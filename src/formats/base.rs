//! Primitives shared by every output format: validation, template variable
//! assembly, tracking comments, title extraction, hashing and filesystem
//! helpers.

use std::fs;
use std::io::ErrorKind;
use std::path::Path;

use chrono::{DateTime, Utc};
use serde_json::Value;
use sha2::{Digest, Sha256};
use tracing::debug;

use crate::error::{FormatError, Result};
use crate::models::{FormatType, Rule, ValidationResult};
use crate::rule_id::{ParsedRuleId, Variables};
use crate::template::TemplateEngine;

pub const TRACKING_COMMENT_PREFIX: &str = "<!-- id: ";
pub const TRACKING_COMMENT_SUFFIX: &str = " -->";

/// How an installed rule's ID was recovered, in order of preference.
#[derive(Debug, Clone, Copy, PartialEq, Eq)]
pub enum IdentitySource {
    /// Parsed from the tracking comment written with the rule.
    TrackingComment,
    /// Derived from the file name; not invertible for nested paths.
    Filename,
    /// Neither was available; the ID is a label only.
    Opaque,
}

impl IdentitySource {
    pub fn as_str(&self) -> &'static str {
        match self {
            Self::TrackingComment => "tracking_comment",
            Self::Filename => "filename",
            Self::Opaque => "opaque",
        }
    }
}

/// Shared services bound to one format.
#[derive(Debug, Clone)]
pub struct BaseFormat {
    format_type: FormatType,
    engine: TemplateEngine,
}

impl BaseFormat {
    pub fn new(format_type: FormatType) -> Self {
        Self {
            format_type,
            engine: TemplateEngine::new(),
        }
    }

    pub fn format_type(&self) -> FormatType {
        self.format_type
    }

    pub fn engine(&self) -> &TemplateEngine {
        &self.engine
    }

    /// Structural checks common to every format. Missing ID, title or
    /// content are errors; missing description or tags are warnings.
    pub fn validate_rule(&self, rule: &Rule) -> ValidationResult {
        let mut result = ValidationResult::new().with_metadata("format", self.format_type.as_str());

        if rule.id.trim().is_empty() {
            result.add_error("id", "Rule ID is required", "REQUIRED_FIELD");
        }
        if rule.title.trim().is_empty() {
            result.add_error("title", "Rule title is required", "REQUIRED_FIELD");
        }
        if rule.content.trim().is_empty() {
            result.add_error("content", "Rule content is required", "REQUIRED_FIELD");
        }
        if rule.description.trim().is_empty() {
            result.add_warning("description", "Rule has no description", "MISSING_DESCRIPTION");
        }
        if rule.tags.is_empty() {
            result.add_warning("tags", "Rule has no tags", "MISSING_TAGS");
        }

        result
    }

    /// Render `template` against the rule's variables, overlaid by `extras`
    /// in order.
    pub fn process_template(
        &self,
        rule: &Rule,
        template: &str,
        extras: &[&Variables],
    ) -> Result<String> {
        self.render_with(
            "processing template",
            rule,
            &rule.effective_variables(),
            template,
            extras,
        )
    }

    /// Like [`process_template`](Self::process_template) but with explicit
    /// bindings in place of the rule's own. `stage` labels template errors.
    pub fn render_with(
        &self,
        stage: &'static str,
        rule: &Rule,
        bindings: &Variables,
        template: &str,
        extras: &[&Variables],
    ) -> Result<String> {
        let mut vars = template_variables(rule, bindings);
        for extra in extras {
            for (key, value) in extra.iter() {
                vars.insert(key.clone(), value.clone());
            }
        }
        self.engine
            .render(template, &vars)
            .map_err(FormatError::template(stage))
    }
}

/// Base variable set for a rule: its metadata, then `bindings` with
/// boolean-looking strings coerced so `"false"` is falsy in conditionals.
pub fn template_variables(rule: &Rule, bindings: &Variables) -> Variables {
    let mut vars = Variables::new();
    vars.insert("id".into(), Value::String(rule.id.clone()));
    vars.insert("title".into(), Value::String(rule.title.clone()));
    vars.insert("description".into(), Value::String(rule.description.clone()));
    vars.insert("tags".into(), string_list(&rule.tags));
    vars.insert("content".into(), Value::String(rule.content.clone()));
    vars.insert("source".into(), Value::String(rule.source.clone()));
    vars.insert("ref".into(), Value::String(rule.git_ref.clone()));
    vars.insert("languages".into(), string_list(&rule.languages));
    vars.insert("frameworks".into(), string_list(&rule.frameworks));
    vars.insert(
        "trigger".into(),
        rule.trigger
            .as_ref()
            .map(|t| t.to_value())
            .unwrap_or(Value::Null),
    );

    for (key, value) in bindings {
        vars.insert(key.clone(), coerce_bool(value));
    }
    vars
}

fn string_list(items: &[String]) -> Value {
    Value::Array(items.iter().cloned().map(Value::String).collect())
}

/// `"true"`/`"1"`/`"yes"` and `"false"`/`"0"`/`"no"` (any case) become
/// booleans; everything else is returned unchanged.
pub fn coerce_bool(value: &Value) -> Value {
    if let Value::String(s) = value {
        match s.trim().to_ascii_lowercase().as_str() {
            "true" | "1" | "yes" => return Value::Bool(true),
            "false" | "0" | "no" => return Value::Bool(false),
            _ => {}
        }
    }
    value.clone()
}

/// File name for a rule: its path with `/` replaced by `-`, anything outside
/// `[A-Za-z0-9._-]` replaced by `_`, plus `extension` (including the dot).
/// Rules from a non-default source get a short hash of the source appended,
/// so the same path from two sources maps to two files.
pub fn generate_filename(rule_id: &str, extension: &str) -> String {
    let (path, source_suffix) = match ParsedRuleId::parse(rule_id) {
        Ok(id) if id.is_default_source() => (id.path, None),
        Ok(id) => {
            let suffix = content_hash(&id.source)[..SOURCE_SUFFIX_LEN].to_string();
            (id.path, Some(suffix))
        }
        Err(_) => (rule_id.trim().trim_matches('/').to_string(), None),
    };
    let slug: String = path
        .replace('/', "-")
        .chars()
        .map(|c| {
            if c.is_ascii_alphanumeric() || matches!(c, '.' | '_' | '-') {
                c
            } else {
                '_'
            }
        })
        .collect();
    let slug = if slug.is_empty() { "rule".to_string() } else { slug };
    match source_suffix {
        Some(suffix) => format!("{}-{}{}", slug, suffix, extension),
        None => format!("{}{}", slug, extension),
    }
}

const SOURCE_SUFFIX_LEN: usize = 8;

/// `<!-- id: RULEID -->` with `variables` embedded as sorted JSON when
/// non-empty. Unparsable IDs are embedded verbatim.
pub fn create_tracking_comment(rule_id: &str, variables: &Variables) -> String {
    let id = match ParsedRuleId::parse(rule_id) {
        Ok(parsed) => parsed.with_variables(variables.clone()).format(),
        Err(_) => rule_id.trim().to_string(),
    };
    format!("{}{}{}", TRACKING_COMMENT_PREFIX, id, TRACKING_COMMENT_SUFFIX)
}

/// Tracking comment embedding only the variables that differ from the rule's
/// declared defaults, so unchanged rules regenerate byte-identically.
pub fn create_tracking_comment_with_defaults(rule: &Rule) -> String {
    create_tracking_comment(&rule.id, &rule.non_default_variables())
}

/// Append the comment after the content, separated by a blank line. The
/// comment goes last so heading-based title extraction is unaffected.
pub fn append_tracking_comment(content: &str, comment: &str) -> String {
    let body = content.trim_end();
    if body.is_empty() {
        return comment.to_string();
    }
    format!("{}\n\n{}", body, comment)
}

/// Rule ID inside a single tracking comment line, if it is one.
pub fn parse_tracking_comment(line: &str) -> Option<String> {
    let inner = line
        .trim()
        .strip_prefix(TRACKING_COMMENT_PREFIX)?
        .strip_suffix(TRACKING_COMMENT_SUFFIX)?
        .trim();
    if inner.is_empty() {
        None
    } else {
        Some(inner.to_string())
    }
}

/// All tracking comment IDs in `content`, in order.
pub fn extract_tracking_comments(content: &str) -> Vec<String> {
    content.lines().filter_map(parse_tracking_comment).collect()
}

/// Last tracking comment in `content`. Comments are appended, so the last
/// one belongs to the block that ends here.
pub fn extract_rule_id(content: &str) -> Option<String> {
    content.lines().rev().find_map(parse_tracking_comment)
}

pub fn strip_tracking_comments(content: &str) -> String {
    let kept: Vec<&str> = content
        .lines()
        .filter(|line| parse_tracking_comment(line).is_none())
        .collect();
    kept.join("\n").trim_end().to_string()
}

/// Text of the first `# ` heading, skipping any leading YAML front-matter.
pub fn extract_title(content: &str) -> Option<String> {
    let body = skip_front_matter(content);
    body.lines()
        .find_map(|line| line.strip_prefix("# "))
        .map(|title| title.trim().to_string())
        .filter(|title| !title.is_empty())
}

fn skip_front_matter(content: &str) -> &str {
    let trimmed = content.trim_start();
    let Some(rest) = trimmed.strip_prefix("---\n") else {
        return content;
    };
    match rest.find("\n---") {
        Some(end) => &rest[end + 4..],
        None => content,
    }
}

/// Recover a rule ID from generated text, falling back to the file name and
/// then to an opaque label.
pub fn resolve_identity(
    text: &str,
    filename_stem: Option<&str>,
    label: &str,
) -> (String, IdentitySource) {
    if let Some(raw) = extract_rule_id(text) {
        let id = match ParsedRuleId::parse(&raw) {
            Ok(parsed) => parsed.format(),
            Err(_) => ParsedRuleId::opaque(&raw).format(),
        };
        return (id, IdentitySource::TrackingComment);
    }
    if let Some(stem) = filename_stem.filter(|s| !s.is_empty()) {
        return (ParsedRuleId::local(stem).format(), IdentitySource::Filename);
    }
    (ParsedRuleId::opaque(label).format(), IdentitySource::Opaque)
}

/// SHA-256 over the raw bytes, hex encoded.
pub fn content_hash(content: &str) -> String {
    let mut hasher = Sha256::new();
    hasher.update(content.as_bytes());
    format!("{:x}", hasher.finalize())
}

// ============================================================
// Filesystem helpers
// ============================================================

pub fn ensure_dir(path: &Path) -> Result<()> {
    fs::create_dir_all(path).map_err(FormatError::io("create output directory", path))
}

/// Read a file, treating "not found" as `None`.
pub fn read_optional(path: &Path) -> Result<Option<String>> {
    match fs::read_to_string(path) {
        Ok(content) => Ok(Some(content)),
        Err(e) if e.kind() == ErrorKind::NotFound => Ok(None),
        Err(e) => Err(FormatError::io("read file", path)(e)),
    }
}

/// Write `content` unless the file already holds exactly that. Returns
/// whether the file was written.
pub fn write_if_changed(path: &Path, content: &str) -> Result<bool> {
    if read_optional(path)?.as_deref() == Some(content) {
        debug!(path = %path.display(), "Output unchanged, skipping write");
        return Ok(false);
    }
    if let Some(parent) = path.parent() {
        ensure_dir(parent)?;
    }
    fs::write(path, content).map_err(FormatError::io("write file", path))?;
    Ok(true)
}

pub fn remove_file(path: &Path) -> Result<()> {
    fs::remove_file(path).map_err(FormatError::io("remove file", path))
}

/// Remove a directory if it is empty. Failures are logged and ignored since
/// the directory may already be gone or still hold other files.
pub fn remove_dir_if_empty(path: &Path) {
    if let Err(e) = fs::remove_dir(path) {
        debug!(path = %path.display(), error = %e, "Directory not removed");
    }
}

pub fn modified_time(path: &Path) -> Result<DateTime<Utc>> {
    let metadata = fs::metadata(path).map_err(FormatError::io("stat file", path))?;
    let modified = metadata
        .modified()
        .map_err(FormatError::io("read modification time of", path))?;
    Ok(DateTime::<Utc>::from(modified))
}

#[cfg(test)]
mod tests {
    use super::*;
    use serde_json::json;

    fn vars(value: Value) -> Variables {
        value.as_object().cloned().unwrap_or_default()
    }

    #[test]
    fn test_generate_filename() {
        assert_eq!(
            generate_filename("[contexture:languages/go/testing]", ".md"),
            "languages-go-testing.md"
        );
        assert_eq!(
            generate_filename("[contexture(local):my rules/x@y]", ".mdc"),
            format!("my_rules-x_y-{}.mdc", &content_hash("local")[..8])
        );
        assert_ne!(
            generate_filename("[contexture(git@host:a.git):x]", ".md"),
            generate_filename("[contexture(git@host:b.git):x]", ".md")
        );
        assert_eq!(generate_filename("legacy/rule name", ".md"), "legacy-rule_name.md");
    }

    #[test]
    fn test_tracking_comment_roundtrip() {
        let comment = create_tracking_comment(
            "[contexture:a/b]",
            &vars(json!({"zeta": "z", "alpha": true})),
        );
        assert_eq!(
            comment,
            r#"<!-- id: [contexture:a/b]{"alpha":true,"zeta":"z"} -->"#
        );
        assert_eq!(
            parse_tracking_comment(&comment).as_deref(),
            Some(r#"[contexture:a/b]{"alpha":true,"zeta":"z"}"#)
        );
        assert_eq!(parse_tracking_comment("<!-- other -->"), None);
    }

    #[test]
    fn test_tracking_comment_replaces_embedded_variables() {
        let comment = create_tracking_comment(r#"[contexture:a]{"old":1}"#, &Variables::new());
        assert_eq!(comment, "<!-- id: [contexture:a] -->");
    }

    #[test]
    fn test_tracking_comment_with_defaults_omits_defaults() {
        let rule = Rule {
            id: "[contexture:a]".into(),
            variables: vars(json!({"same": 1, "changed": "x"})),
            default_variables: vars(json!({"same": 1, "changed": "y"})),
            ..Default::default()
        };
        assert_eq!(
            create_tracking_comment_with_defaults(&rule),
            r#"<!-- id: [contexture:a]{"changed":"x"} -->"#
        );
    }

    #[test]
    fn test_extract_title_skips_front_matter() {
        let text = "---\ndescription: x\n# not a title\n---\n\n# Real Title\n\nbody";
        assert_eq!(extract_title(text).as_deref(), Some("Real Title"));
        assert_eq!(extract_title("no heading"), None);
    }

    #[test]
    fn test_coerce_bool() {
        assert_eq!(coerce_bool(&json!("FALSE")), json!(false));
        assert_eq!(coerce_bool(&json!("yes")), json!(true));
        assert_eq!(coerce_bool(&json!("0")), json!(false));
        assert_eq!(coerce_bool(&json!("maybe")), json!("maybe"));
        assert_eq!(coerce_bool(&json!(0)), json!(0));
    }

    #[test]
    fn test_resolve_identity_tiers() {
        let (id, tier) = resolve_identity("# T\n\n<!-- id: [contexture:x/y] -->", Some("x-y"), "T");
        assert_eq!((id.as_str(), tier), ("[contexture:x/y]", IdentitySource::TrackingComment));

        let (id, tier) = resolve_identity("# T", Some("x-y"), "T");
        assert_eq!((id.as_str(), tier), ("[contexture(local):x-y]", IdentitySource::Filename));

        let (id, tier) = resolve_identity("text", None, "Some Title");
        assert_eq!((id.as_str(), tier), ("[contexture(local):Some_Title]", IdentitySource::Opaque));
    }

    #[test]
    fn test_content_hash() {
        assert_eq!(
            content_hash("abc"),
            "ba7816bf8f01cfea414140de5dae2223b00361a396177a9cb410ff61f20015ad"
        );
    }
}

What the task asks:
Go through the records above and return each line in which the word "same" occurs.

Exercise answer:
/// so the same path from two sources maps to two files.
            variables: vars(json!({"same": 1, "changed": "x"})),
            default_variables: vars(json!({"same": 1, "changed": "y"})),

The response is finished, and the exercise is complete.